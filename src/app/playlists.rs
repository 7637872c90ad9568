use super::{App, CurrentView, NoticeKind};
use crate::api::{PlaylistDetail, PlaylistId};
use crate::audio::AudioBackend;
use crate::catalog::GroupId;
use crate::controller::{Activation, Selection};
use crate::playlists::{load_user_playlists, PlaylistComposer};

/// A row of the playlists view.
#[derive(Debug, Clone, Copy, PartialEq, Eq)]
pub enum PlaylistRow {
    Random,
    Group(GroupId),
    User(PlaylistId),
}

impl PlaylistRow {
    pub fn selection(self) -> Selection {
        match self {
            PlaylistRow::Random => Selection::Random,
            PlaylistRow::Group(id) => Selection::Group(id),
            PlaylistRow::User(id) => Selection::UserPlaylist(id),
        }
    }
}

impl<B: AudioBackend> App<B> {
    pub fn playlist_rows(&self) -> Vec<PlaylistRow> {
        let mut rows = vec![PlaylistRow::Random];
        rows.extend(self.config.groups.iter().map(|g| PlaylistRow::Group(g.id)));
        rows.extend(self.user_playlists.iter().map(|p| PlaylistRow::User(p.id)));
        rows
    }

    pub fn selected_row(&self) -> Option<PlaylistRow> {
        self.playlist_rows().get(self.playlist_cursor).copied()
    }

    pub fn reload_playlists(&mut self) {
        match load_user_playlists(self.store.as_ref()) {
            Ok(playlists) => {
                self.user_playlists = playlists;
                self.playlist_details.clear();
            }
            Err(e) => {
                log::error!("Error loading playlists: {}", e);
                self.notify(NoticeKind::Error, format!("Could not load playlists: {e}"));
            }
        }
        let rows = self.playlist_rows().len();
        self.playlist_cursor = self.playlist_cursor.min(rows.saturating_sub(1));
        self.picker_cursor = self
            .picker_cursor
            .min(self.user_playlists.len().saturating_sub(1));
    }

    fn playlist_detail(&mut self, id: PlaylistId) -> Option<PlaylistDetail> {
        if let Some(detail) = self.playlist_details.get(&id) {
            return Some(detail.clone());
        }
        match self.store.detail(id) {
            Ok(detail) => {
                self.playlist_details.insert(id, detail.clone());
                Some(detail)
            }
            Err(e) => {
                log::error!("Error loading playlist {}: {}", id, e);
                self.notify(NoticeKind::Error, e.to_string());
                None
            }
        }
    }

    fn report_activation(&mut self, selection: Selection, activation: Activation) {
        let label = self.selection_label(selection);
        match activation {
            Activation::Deactivated => {
                self.notify(NoticeKind::Info, format!("Stopped {label}"));
            }
            Activation::Started { requested: 0 } => {
                self.notify(NoticeKind::Info, format!("No sounds available in {label}"));
            }
            Activation::Started { requested } => {
                self.notify(
                    NoticeKind::Success,
                    format!("Playing {label} ({requested} sounds)"),
                );
            }
        }
    }

    /// Enter on a playlist row: switches to that selection, or off when it is
    /// already the active one.
    pub fn activate_selected(&mut self) {
        let Some(row) = self.selected_row() else {
            return;
        };
        if self.controller.is_none() {
            self.notify(NoticeKind::Error, "No audio output device");
            return;
        }
        let selection = row.selection();

        let activation = match row {
            PlaylistRow::Random => self
                .controller
                .as_mut()
                .map(|c| c.activate_random(&mut rand::rng())),
            PlaylistRow::Group(id) => self.controller.as_mut().map(|c| c.activate_group(id)),
            PlaylistRow::User(id) => {
                if self.active_selection() == Some(selection) {
                    self.controller.as_mut().map(|c| {
                        c.stop_all();
                        Activation::Deactivated
                    })
                } else {
                    let Some(detail) = self.playlist_detail(id) else {
                        return;
                    };
                    match self.controller.as_mut().map(|c| c.activate_user_playlist(&detail)) {
                        Some(Ok(activation)) => Some(activation),
                        Some(Err(e)) => {
                            self.notify(NoticeKind::Error, e.to_string());
                            return;
                        }
                        None => None,
                    }
                }
            }
        };

        if let Some(activation) = activation {
            self.report_activation(selection, activation);
        }
    }

    /// Stops only the sounds belonging to the highlighted row.
    pub fn stop_selected(&mut self) {
        let Some(row) = self.selected_row() else {
            return;
        };
        let stopped = match row {
            PlaylistRow::Random => {
                if self.active_selection() == Some(Selection::Random) {
                    self.controller.as_mut().map_or(0, |c| c.stop_all())
                } else {
                    0
                }
            }
            PlaylistRow::Group(id) => self.controller.as_mut().map_or(0, |c| c.stop_group(id)),
            PlaylistRow::User(id) => {
                let Some(detail) = self.playlist_detail(id) else {
                    return;
                };
                self.controller
                    .as_mut()
                    .map_or(0, |c| c.stop_user_playlist(&detail))
            }
        };
        let label = self.selection_label(row.selection());
        self.notify(NoticeKind::Info, format!("Stopped {stopped} sounds from {label}"));
    }

    /// Deleting takes two presses of the same key on the same playlist.
    pub fn delete_selected(&mut self) {
        let Some(PlaylistRow::User(id)) = self.selected_row() else {
            self.confirm_delete = None;
            self.notify(NoticeKind::Info, "Only your own playlists can be deleted");
            return;
        };
        let name = self.selection_label(Selection::UserPlaylist(id));

        if self.confirm_delete != Some(id) {
            self.confirm_delete = Some(id);
            self.notify(
                NoticeKind::Info,
                format!("Press d again to delete \"{name}\""),
            );
            return;
        }
        self.confirm_delete = None;

        match self.store.delete(id) {
            Ok(message) => {
                log::info!("Deleted playlist {} ({})", id, name);
                if self.active_selection() == Some(Selection::UserPlaylist(id)) {
                    if let Some(controller) = self.controller.as_mut() {
                        controller.stop_all();
                    }
                }
                self.reload_playlists();
                self.notify(NoticeKind::Success, message);
            }
            Err(e) => {
                log::error!("Error deleting playlist {}: {}", id, e);
                self.notify(NoticeKind::Error, e.to_string());
            }
        }
    }

    pub fn start_compose(&mut self) {
        if !self.config.logged_in() {
            self.notify(NoticeKind::Error, "Log in to create playlists");
            return;
        }
        self.view = CurrentView::Sounds;
        self.composer = None;
        self.name_input = Some(String::new());
    }

    pub fn confirm_name(&mut self) {
        let Some(name) = self.name_input.take() else {
            return;
        };
        let composer = PlaylistComposer::new(&name);
        if composer.name().is_empty() {
            self.name_input = Some(name);
            self.notify(NoticeKind::Error, "Please enter a playlist name");
            return;
        }
        self.notify(
            NoticeKind::Info,
            format!(
                "Select sounds for \"{}\" with space, then press w to save",
                composer.name()
            ),
        );
        self.composer = Some(composer);
    }

    pub fn cancel_compose(&mut self) {
        self.name_input = None;
        if self.composer.take().is_some() {
            self.notify(NoticeKind::Info, "Playlist creation cancelled");
        }
    }

    pub fn commit_compose(&mut self) {
        let Some(composer) = self.composer.as_ref() else {
            return;
        };
        match composer.commit(self.store.as_ref(), &mut rand::rng()) {
            Ok(report) => {
                let summary = report.summary(composer.name());
                self.composer = None;
                self.reload_playlists();
                self.notify(NoticeKind::Success, summary);
            }
            Err(e) => {
                log::error!("Error creating playlist: {}", e);
                self.notify(NoticeKind::Error, e.to_string());
            }
        }
    }

    pub fn open_picker(&mut self) {
        let Some(sound) = self.current_sound().map(|s| s.id) else {
            return;
        };
        if !self.config.logged_in() {
            self.notify(NoticeKind::Error, "Log in to manage playlists");
            return;
        }
        if self.user_playlists.is_empty() {
            self.notify(NoticeKind::Info, "Create a playlist first (press n)");
            return;
        }
        self.picker_sound = Some(sound);
        self.picker_cursor = 0;
        self.view = CurrentView::Picker;
    }

    pub fn close_picker(&mut self) {
        self.picker_sound = None;
        self.view = CurrentView::Sounds;
    }

    pub fn picker_add(&mut self) {
        self.picker_apply(true);
    }

    pub fn picker_remove(&mut self) {
        self.picker_apply(false);
    }

    fn picker_apply(&mut self, add: bool) {
        let (Some(sound), Some(playlist)) = (
            self.picker_sound,
            self.user_playlists.get(self.picker_cursor).map(|p| p.id),
        ) else {
            return;
        };

        let result = if add {
            self.store.add_sound(playlist, sound)
        } else {
            self.store.remove_sound(playlist, sound)
        };
        match result {
            Ok(message) => {
                self.reload_playlists();
                self.notify(NoticeKind::Success, message);
                self.close_picker();
            }
            Err(e) => {
                log::error!("Error updating playlist {}: {}", playlist, e);
                self.notify(NoticeKind::Error, e.to_string());
            }
        }
    }
}
//! Playback state for every accessible sound, the global volume and the
//! single active selection (group, user playlist or random mix).
//!
//! Starts are asynchronous: a resource resolves its [`StartTicket`] whenever
//! playback actually begins, possibly after the user has already stopped the
//! sound again. [`PlaybackController::poll`] only applies a completion when
//! the handle is still waiting on that exact ticket.

use std::collections::{BTreeMap, HashSet};
use std::sync::mpsc::{self, Receiver, Sender};

use rand::seq::SliceRandom;
use rand::Rng;

use crate::api::{PlaylistDetail, PlaylistId};
use crate::audio::{AudioBackend, AudioResource, PlaybackError, StartCompletion, StartTicket};
use crate::catalog::{GroupId, SoundCatalog, SoundDescriptor};

const RANDOM_MIN: usize = 3;
const RANDOM_MAX: usize = 5;

#[derive(Debug, Clone, Copy, PartialEq, Eq, Hash)]
pub enum Selection {
    Group(GroupId),
    UserPlaylist(PlaylistId),
    Random,
}

#[derive(Debug, Clone, Copy, PartialEq, Eq)]
pub enum HandleState {
    Stopped,
    Starting { ticket: u64 },
    Playing,
}

#[derive(Debug, Clone, Copy, PartialEq, Eq)]
pub enum Toggle {
    Stopped,
    Starting,
}

#[derive(Debug, Clone, Copy, PartialEq, Eq)]
pub enum Activation {
    /// The selection was already active and has been switched off.
    Deactivated,
    Started { requested: usize },
}

#[derive(Debug, Clone, PartialEq, thiserror::Error)]
pub enum ActivationError {
    #[error("This playlist is empty. Add some sounds first!")]
    EmptyPlaylist,
}

#[derive(Debug, Clone, PartialEq)]
pub enum PlaybackEvent {
    Started { sound: String },
    Failed { sound: String, error: PlaybackError },
}

/// Progress of the most recent group/playlist/random activation.
#[derive(Debug, Clone, Copy, Default, PartialEq, Eq)]
pub struct BatchStatus {
    pub requested: usize,
    pub started: usize,
    pub failed: usize,
    /// Members stopped before their start resolved.
    pub cancelled: usize,
}

impl BatchStatus {
    pub fn pending(&self) -> usize {
        self.requested
            .saturating_sub(self.started)
            .saturating_sub(self.failed)
            .saturating_sub(self.cancelled)
    }
}

struct PlaybackHandle<R> {
    descriptor: SoundDescriptor,
    resource: R,
    state: HandleState,
    individual_volume: f32,
}

impl<R: AudioResource> PlaybackHandle<R> {
    fn stop(&mut self) -> bool {
        if self.state == HandleState::Stopped {
            return false;
        }
        self.resource.pause();
        self.resource.rewind();
        self.state = HandleState::Stopped;
        true
    }
}

pub struct PlaybackController<B: AudioBackend> {
    backend: B,
    handles: BTreeMap<String, PlaybackHandle<B::Resource>>,
    global_volume: f32,
    active: Option<Selection>,
    logged_in: bool,
    initialized: bool,
    next_ticket: u64,
    batch: BatchStatus,
    batch_tickets: HashSet<u64>,
    tx: Sender<StartCompletion>,
    rx: Receiver<StartCompletion>,
}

ACTIVITY -
What do the lines above say from the one containing "self.store.add_sound(playlist, sound)" down to the one containing "that exact ticket."? Return them exactly, both end lines included, and only them.

SOLUTION TO THIS PROBLEM -
            self.store.add_sound(playlist, sound)
        } else {
            self.store.remove_sound(playlist, sound)
        };
        match result {
            Ok(message) => {
                self.reload_playlists();
                self.notify(NoticeKind::Success, message);
                self.close_picker();
            }
            Err(e) => {
                log::error!("Error updating playlist {}: {}", playlist, e);
                self.notify(NoticeKind::Error, e.to_string());
            }
        }
    }
}
//! Playback state for every accessible sound, the global volume and the
//! single active selection (group, user playlist or random mix).
//!
//! Starts are asynchronous: a resource resolves its [`StartTicket`] whenever
//! playback actually begins, possibly after the user has already stopped the
//! sound again. [`PlaybackController::poll`] only applies a completion when
//! the handle is still waiting on that exact ticket.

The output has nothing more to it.